An announcement from the Music Festival on Monday evening said that LeBuhn, who had been chairman of the board for one year, “stepped down” from the position. But it also said that the move came after a “majority vote” of the 48-member board at a special meeting Monday afternoon. LeBuhn is being replaced by Michael Murray, the Music Festival’s vice chairman, who will serve as chairman till the board selects a new head.
Also at the meeting, Fletcher was offered a contract extension that would run through September 2012. Fletcher said last night that he would accept the offer.
The moves represent not only continued drama at the 61-year-old institution, but also a dramatic reversal. Last fall, Fletcher was ousted from the presidency by the executive committee of the Music Festival board, a committee headed by LeBuhn. A month later, a vote by the full board reinstated Fletcher, who has served as chief executive of the organization since 2006.
Then in April, a calm period was disrupted when David Zinman, the Music Festival’s music director, abruptly resigned. In a statement to Aspen newspapers, Zinman cited an “inability to work” with Fletcher as the reason for his resignation. Later that month a special meeting of the Music Festival corporation, a body that includes board members and faculty, was convened, and a majority of the members voted to pass a no-confidence resolution against Fletcher. The measure had no official effect, as the power to hire and fire the president lies with the board of trustees, not the corporation. At the time, Fletcher stated, “It’s really the board’s decision what this means for the position of the president.”
Fletcher said that Monday’s vote was an indication that the board has confidence in him, and was focused on the essential mission of the Music Festival – to educate students and to present concerts.
“I think this board has really always been with me,” he said, “and I’m grateful to them. I think they’ve stepped up, and it’s an affirmation of where we need to be – to get the music director search set.
“Here’s what I hope this means – that we all move out of this. Let’s put this behind the scenes, where it belongs. Let’s focus on the summer coming, and let’s get it great.”

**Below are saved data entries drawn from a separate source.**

//! Solana JSON-RPC client.
//!
//! Only the read calls the marketplace needs to confirm that writes have
//! landed. Transactions are sent by the wallet SDK, never from here.

use std::sync::atomic::{AtomicU64, Ordering};
use std::sync::Arc;
use std::time::Duration;

use reqwest::Client;
use serde::de::DeserializeOwned;
use serde::{Deserialize, Serialize};

use dealifi_core::WalletAddress;

use crate::error::ClientError;
use crate::retry::{retry_if, RetryPolicy};

/// Commitment used for reads.
const COMMITMENT: &str = "confirmed";

/// Account as returned by `getAccountInfo`.
#[derive(Debug, Clone, PartialEq, Deserialize)]
#[serde(rename_all = "camelCase")]
pub struct AccountInfo {
    /// Balance in lamports.
    pub lamports: u64,
    /// Owning program.
    pub owner: String,
    /// Whether the account holds a program.
    pub executable: bool,
    /// Raw data as `[payload, encoding]`.
    #[serde(default)]
    pub data: serde_json::Value,
}

/// Entry of `getSignatureStatuses`.
#[derive(Debug, Clone, PartialEq, Deserialize)]
#[serde(rename_all = "camelCase")]
pub struct SignatureStatus {
    /// Slot the transaction was processed in.
    pub slot: u64,
    /// Confirmations, `None` once rooted.
    #[serde(default)]
    pub confirmations: Option<u64>,
    /// Transaction error, if it failed.
    #[serde(default)]
    pub err: Option<serde_json::Value>,
    /// `processed`, `confirmed` or `finalized`.
    #[serde(default)]
    pub confirmation_status: Option<String>,
}

impl SignatureStatus {
    /// Whether the transaction succeeded and reached at least `confirmed`.
    #[must_use]
    pub fn is_confirmed(&self) -> bool {
        self.err.is_none()
            && matches!(
                self.confirmation_status.as_deref(),
                Some("confirmed" | "finalized")
            )
    }
}

#[derive(Debug, Serialize)]
struct RpcRequest<'a, P> {
    jsonrpc: &'static str,
    id: u64,
    method: &'a str,
    params: P,
}

#[derive(Debug, Deserialize)]
struct RpcResponse<T> {
    result: Option<T>,
    error: Option<RpcErrorObject>,
}

#[derive(Debug, Deserialize)]
struct RpcErrorObject {
    code: i64,
    message: String,
}

/// Value wrapped with the slot it was read at.
#[derive(Debug, Deserialize)]
struct WithContext<T> {
    value: T,
}

/// Solana JSON-RPC client.
#[derive(Debug, Clone)]
pub struct RpcClient {
    client: Client,
    url: String,
    next_id: Arc<AtomicU64>,
}

impl RpcClient {
    /// Create a new RPC client.
    ///
    /// # Errors
    ///
    /// Returns `ClientError::Configuration` if the HTTP client cannot be built.
    pub fn new(url: impl Into<String>) -> Result<Self, ClientError> {
        let client = Client::builder()
            .timeout(Duration::from_secs(30))
            .build()
            .map_err(|e| ClientError::Configuration(e.to_string()))?;

        Ok(Self {
            client,
            url: url.into(),
            next_id: Arc::new(AtomicU64::new(1)),
        })
    }

    /// Endpoint URL.
    #[must_use]
    pub fn url(&self) -> &str {
        &self.url
    }

    /// Issue a JSON-RPC call.
    ///
    /// # Errors
    ///
    /// Returns `ClientError::Rpc` if the node answers with an error object.
    pub async fn call<P, R>(&self, method: &str, params: P) -> Result<R, ClientError>
    where
        P: Serialize + Send,
        R: DeserializeOwned,
    {
        let request = RpcRequest {
            jsonrpc: "2.0",
            id: self.next_id.fetch_add(1, Ordering::Relaxed),
            method,
            params,
        };

        let response = self
            .client
            .post(&self.url)
            .json(&request)
            .send()
            .await?
            .error_for_status()?;

        let body: RpcResponse<R> = response.json().await?;
        match (body.result, body.error) {
            (_, Some(error)) => Err(ClientError::Rpc {
                code: error.code,
                message: error.message,
            }),
            (Some(result), None) => Ok(result),
            (None, None) => Err(ClientError::Rpc {
                code: 0,
                message: format!("{method}: response has neither result nor error"),
            }),
        }
    }

    /// Fetch an account, or `None` if it does not exist.
    ///
    /// # Errors
    ///
    /// Returns an error if the request fails.
    pub async fn get_account_info(
        &self,
        address: &WalletAddress,
    ) -> Result<Option<AccountInfo>, ClientError> {
        let params = serde_json::json!([
            address.to_string(),
            { "encoding": "base64", "commitment": COMMITMENT }
        ]);

        let response: WithContext<Option<AccountInfo>> =
            self.call("getAccountInfo", params).await?;
        Ok(response.value)
    }

    /// Whether an account exists.
    ///
    /// # Errors
    ///
    /// Returns an error if the request fails.
    pub async fn account_exists(&self, address: &WalletAddress) -> Result<bool, ClientError> {
        Ok(self.get_account_info(address).await?.is_some())
    }

    /// Look up transaction statuses. Unknown signatures map to `None`.
    ///
    /// # Errors
    ///
    /// Returns an error if the request fails.
    pub async fn get_signature_statuses(
        &self,
        signatures: &[String],
    ) -> Result<Vec<Option<SignatureStatus>>, ClientError> {
        let params = serde_json::json!([
            signatures,
            { "searchTransactionHistory": true }
        ]);

        let response: WithContext<Vec<Option<SignatureStatus>>> =
            self.call("getSignatureStatuses", params).await?;
        Ok(response.value)
    }

    /// Poll until an account becomes visible.
    ///
    /// # Errors
    ///
    /// Returns `ClientError::AccountNotFound` if the account is still missing
    /// after the last attempt.
    pub async fn wait_for_account(
        &self,
        address: &WalletAddress,
        policy: RetryPolicy,
    ) -> Result<AccountInfo, ClientError> {
        retry_if(
            policy,
            move || async move {
                self.get_account_info(address)
                    .await?
                    .ok_or_else(|| ClientError::AccountNotFound {
                        address: address.to_string(),
                    })
            },
            ClientError::is_account_not_found,
        )
        .await
    }
}
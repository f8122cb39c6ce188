//! `RocksDB` storage layer for Dealifi.
//!
//! This crate keeps a display mirror of merchants and their candy machines.
//! The chain stays authoritative; the store exists so the marketplace can list
//! deals without an RPC round trip per candy machine.
//!
//! # Architecture
//!
//! The storage uses the following column families:
//!
//! - `merchants`: Merchant documents (CBOR), keyed by merchant address
//! - `candy_machine_owners`: Index from candy machine address to merchant address
//!
//! # Example
//!
//! ```no_run
//! use dealifi_core::{CandyMachineRecord, WalletAddress};
//! use dealifi_store::{RocksStore, Store};
//!
//! let store = RocksStore::open("/tmp/dealifi-db").unwrap();
//!
//! let merchant: WalletAddress = "11111111111111111111111111111111".parse().unwrap();
//! let candy_machine = WalletAddress::from_bytes([1; 32]);
//!
//! let outcome = store
//!     .save_candy_machine(&merchant, CandyMachineRecord::new(candy_machine, 100))
//!     .unwrap();
//! assert!(outcome.created);
//! ```

#![forbid(unsafe_code)]
#![warn(missing_docs)]
#![warn(clippy::all)]
#![warn(clippy::pedantic)]

pub mod error;
pub mod keys;
pub mod rocks;
pub mod schema;

pub use error::{Result, StoreError};
pub use rocks::RocksStore;

use dealifi_core::{CandyItem, CandyMachineRecord, Merchant, MintedRecord, WalletAddress};

/// Result of saving a candy machine.
#[derive(Debug, Clone)]
pub struct SaveOutcome {
    /// The merchant document after the save.
    pub merchant: Merchant,
    /// Whether the merchant document was created by this save.
    pub created: bool,
}

/// The storage trait defining all database operations.
///
/// Every mutating operation is atomic with respect to the others: a
/// concurrent `record_mint` never loses an increment.
pub trait Store: Send + Sync {
    /// List every merchant, ordered by address bytes.
    ///
    /// # Errors
    ///
    /// Returns an error if the database operation fails.
    fn list_merchants(&self) -> Result<Vec<Merchant>>;

    /// Get a merchant by wallet address.
    ///
    /// # Errors
    ///
    /// Returns an error if the database operation fails.
    fn get_merchant(&self, address: &WalletAddress) -> Result<Option<Merchant>>;

    /// Upsert a merchant and add (or refresh) one of its candy machines.
    ///
    /// # Errors
    ///
    /// Returns `StoreError::CandyMachineOwned` if a different merchant already
    /// registered the candy machine.
    fn save_candy_machine(
        &self,
        merchant: &WalletAddress,
        candy_machine: CandyMachineRecord,
    ) -> Result<SaveOutcome>;

    /// Append config-line items to a merchant's candy machine.
    ///
    /// # Errors
    ///
    /// Returns `StoreError::NotFound` if the merchant or candy machine is unknown.
    fn append_items(
        &self,
        merchant: &WalletAddress,
        candy_machine: &WalletAddress,
        items: Vec<CandyItem>,
    ) -> Result<Merchant>;

    /// Record a mint against a candy machine, whichever merchant owns it.
    ///
    /// # Errors
    ///
    /// Returns `StoreError::NotFound` if no merchant owns the candy machine.
    fn record_mint(&self, candy_machine: &WalletAddress, minted: MintedRecord) -> Result<Merchant>;

    /// Look up the merchant that owns a candy machine.
    ///
    /// # Errors
    ///
    /// Returns an error if the database operation fails.
    fn find_merchant_by_candy_machine(
        &self,
        candy_machine: &WalletAddress,
    ) -> Result<Option<WalletAddress>>;
}
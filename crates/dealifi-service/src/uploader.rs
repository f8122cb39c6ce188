//! Decentralized storage uploader.
//!
//! Token metadata and images are pushed to a storage uploader that returns a
//! permanent id. `HttpUploader` talks to any service exposing
//! `POST {base}/upload` and answering with `{"id": ..}` or `{"uri": ..}`.

use std::time::Duration;

use async_trait::async_trait;
use reqwest::Client;
use serde::Deserialize;

/// Error type for upload operations.
#[derive(Debug, thiserror::Error)]
pub enum UploadError {
    /// HTTP request failed.
    #[error("HTTP error: {0}")]
    Http(#[from] reqwest::Error),

    /// Uploader returned an error.
    #[error("uploader error: {status} - {message}")]
    Api {
        /// HTTP status code.
        status: u16,
        /// Response body.
        message: String,
    },

    /// Uploader answered without an id or uri.
    #[error("uploader response has neither id nor uri")]
    MissingLocation,

    /// Serialization error.
    #[error("serialization error: {0}")]
    Serialization(#[from] serde_json::Error),

    /// Configuration error.
    #[error("configuration error: {0}")]
    Configuration(String),
}

/// Storage backend for uploaded files.
#[async_trait]
pub trait Uploader: Send + Sync {
    /// Upload raw bytes and return their public URI.
    async fn upload(&self, bytes: Vec<u8>, content_type: &str) -> Result<String, UploadError>;

    /// Upload a JSON document and return its public URI.
    async fn upload_json(&self, value: &serde_json::Value) -> Result<String, UploadError> {
        let bytes = serde_json::to_vec(value)?;
        self.upload(bytes, "application/json").await
    }
}

#[derive(Debug, Deserialize)]
struct UploadResponse {
    #[serde(default)]
    id: Option<String>,
    #[serde(default)]
    uri: Option<String>,
}

/// HTTP uploader client.
#[derive(Debug, Clone)]
pub struct HttpUploader {
    client: Client,
    base_url: String,
    gateway: String,
    api_key: Option<String>,
}

impl HttpUploader {
    /// Create a new uploader client.
    ///
    /// # Arguments
    ///
    /// * `base_url` - Uploader API URL
    /// * `gateway` - Public gateway that serves content by id
    /// * `api_key` - Optional bearer token
    ///
    /// # Errors
    ///
    /// Returns `UploadError::Configuration` if the HTTP client cannot be built.
    pub fn new(
        base_url: impl Into<String>,
        gateway: impl Into<String>,
        api_key: Option<String>,
    ) -> Result<Self, UploadError> {
        let client = Client::builder()
            .timeout(Duration::from_secs(60))
            .build()
            .map_err(|e| UploadError::Configuration(e.to_string()))?;

        Ok(Self {
            client,
            base_url: base_url.into().trim_end_matches('/').to_string(),
            gateway: gateway.into().trim_end_matches('/').to_string(),
            api_key,
        })
    }
}

#[async_trait]
impl Uploader for HttpUploader {
    async fn upload(&self, bytes: Vec<u8>, content_type: &str) -> Result<String, UploadError> {
        let url = format!("{}/upload", self.base_url);
        let size = bytes.len();

        let mut request = self
            .client
            .post(&url)
            .header("Content-Type", content_type)
            .body(bytes);
        if let Some(key) = &self.api_key {
            request = request.header("Authorization", format!("Bearer {key}"));
        }

        let response = request.send().await?;
        let status = response.status();
        if !status.is_success() {
            let message = response.text().await.unwrap_or_default();
            return Err(UploadError::Api {
                status: status.as_u16(),
                message,
            });
        }

        let body: UploadResponse = response.json().await?;
        let uri = match (body.uri, body.id) {
            (Some(uri), _) => uri,
            (None, Some(id)) => format!("{}/{id}", self.gateway),
            (None, None) => return Err(UploadError::MissingLocation),
        };

        tracing::debug!(size, content_type, uri = %uri, "Uploaded file");
        Ok(uri)
    }
}
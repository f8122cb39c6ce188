//! `RocksDB` storage implementation.
//!
//! This module provides the `RocksStore` implementation of the `Store` trait.

use std::path::Path;
use std::sync::{Arc, Mutex, MutexGuard};

use rocksdb::{
    BoundColumnFamily, ColumnFamilyDescriptor, DBWithThreadMode, IteratorMode, MultiThreaded,
    Options, WriteBatch,
};

use dealifi_core::{CandyItem, CandyMachineRecord, Merchant, MintedRecord, WalletAddress};

use crate::error::{Result, StoreError};
use crate::keys;
use crate::schema::{all_column_families, cf};
use crate::{SaveOutcome, Store};

/// RocksDB-backed storage implementation.
pub struct RocksStore {
    db: Arc<DBWithThreadMode<MultiThreaded>>,
    // Serializes read-modify-write cycles so updates are never lost.
    write_lock: Mutex<()>,
}

impl RocksStore {
    /// Open or create a `RocksDB` database at the given path.
    ///
    /// # Errors
    ///
    /// Returns an error if the database cannot be opened or created.
    pub fn open<P: AsRef<Path>>(path: P) -> Result<Self> {
        let mut opts = Options::default();
        opts.create_if_missing(true);
        opts.create_missing_column_families(true);

        let cf_descriptors: Vec<_> = all_column_families()
            .into_iter()
            .map(|name| ColumnFamilyDescriptor::new(name, Options::default()))
            .collect();

        let db = DBWithThreadMode::open_cf_descriptors(&opts, path, cf_descriptors)
            .map_err(|e| StoreError::Database(e.to_string()))?;

        Ok(Self {
            db: Arc::new(db),
            write_lock: Mutex::new(()),
        })
    }

    /// Get a column family handle.
    fn cf(&self, name: &str) -> Result<Arc<BoundColumnFamily<'_>>> {
        self.db
            .cf_handle(name)
            .ok_or_else(|| StoreError::Database(format!("column family not found: {name}")))
    }

    fn lock(&self) -> Result<MutexGuard<'_, ()>> {
        self.write_lock
            .lock()
            .map_err(|_| StoreError::Database("write lock poisoned".into()))
    }

    /// Serialize a value using CBOR.
    fn serialize<T: serde::Serialize>(value: &T) -> Result<Vec<u8>> {
        let mut buf = Vec::new();
        ciborium::into_writer(value, &mut buf)
            .map_err(|e| StoreError::Serialization(e.to_string()))?;
        Ok(buf)
    }

    /// Deserialize a value from CBOR.
    fn deserialize<T: serde::de::DeserializeOwned>(data: &[u8]) -> Result<T> {
        ciborium::from_reader(data).map_err(|e| StoreError::Serialization(e.to_string()))
    }

    /// Write a merchant document plus owner index entries for its candy machines.
    fn write_merchant(&self, merchant: &Merchant) -> Result<()> {
        let cf_merchants = self.cf(cf::MERCHANTS)?;
        let cf_owners = self.cf(cf::CANDY_MACHINE_OWNERS)?;

        let merchant_key = keys::merchant_key(&merchant.merchant_address);
        let value = Self::serialize(merchant)?;

        let mut batch = WriteBatch::default();
        batch.put_cf(&cf_merchants, &merchant_key, &value);
        for candy_machine in &merchant.candy_machines {
            batch.put_cf(
                &cf_owners,
                keys::candy_machine_key(&candy_machine.address),
                &merchant_key,
            );
        }

        self.db
            .write(batch)
            .map_err(|e| StoreError::Database(e.to_string()))
    }
}

impl Store for RocksStore {
    fn list_merchants(&self) -> Result<Vec<Merchant>> {
        let cf = self.cf(cf::MERCHANTS)?;

        self.db
            .iterator_cf(&cf, IteratorMode::Start)
            .map(|item| {
                let (_, value) = item.map_err(|e| StoreError::Database(e.to_string()))?;
                Self::deserialize(&value)
            })
            .collect()
    }

    fn get_merchant(&self, address: &WalletAddress) -> Result<Option<Merchant>> {
        let cf = self.cf(cf::MERCHANTS)?;
        let key = keys::merchant_key(address);

        self.db
            .get_cf(&cf, key)
            .map_err(|e| StoreError::Database(e.to_string()))?
            .map(|data| Self::deserialize(&data))
            .transpose()
    }

    fn save_candy_machine(
        &self,
        merchant_address: &WalletAddress,
        candy_machine: CandyMachineRecord,
    ) -> Result<SaveOutcome> {
        let _guard = self.lock()?;

        if let Some(owner) = self.find_merchant_by_candy_machine(&candy_machine.address)? {
            if owner != *merchant_address {
                return Err(StoreError::CandyMachineOwned {
                    candy_machine: candy_machine.address,
                    owner,
                });
            }
        }

        let existing = self.get_merchant(merchant_address)?;
        let created = existing.is_none();
        let mut merchant = existing.unwrap_or_else(|| Merchant::new(*merchant_address));

        let appended = merchant.upsert_candy_machine(candy_machine);
        self.write_merchant(&merchant)?;

        tracing::debug!(
            merchant = %merchant_address,
            created,
            appended,
            "Saved candy machine"
        );

        Ok(SaveOutcome { merchant, created })
    }

    fn append_items(
        &self,
        merchant_address: &WalletAddress,
        candy_machine: &WalletAddress,
        items: Vec<CandyItem>,
    ) -> Result<Merchant> {
        let _guard = self.lock()?;

        let mut merchant = self
            .get_merchant(merchant_address)?
            .ok_or_else(|| StoreError::merchant_not_found(merchant_address))?;

        let count = items.len();
        merchant.append_items(candy_machine, items)?;
        self.write_merchant(&merchant)?;

        tracing::debug!(
            merchant = %merchant_address,
            candy_machine = %candy_machine,
            count,
            "Appended candy machine items"
        );

        Ok(merchant)
    }

    fn record_mint(&self, candy_machine: &WalletAddress, minted: MintedRecord) -> Result<Merchant> {
        let _guard = self.lock()?;

        let owner = self
            .find_merchant_by_candy_machine(candy_machine)?
            .ok_or_else(|| StoreError::candy_machine_not_found(candy_machine))?;

        let mut merchant = self
            .get_merchant(&owner)?
            .ok_or_else(|| StoreError::merchant_not_found(&owner))?;

        merchant.record_mint(candy_machine, minted)?;
        self.write_merchant(&merchant)?;

        Ok(merchant)
    }

    fn find_merchant_by_candy_machine(
        &self,
        candy_machine: &WalletAddress,
    ) -> Result<Option<WalletAddress>> {
        let cf = self.cf(cf::CANDY_MACHINE_OWNERS)?;
        let key = keys::candy_machine_key(candy_machine);

        let Some(value) = self
            .db
            .get_cf(&cf, key)
            .map_err(|e| StoreError::Database(e.to_string()))?
        else {
            return Ok(None);
        };

        keys::decode_address(&value)
            .map(Some)
            .ok_or_else(|| StoreError::Serialization("corrupt candy machine owner index".into()))
    }
}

The Music Festival, the biggest arts nonprofit in Aspen, thus enters its 2010 season, which opens July 1, without a music director and an interim chairman of the board of trustees. A search committee is currently looking to hire a replacement for Zinman, and, according to Monday’s announcement, the board’s nominating committee will develop a slate of officers to be recommended to the full board prior to its next meeting on July 29.
But the organization does have a president, and he appears to have the backing of the board.
“In Alan, we have a man of great strength and vision who can lead this institution into its next era of greatness,” Murray said in Monday’s announcement. “He enjoys broad support among our patrons, board members and national council as well as among volunteers, staff and the Aspen community. We are pleased that he will continue as our leader, and we stand behind him as we work to resolve our differences and move toward a brighter future.”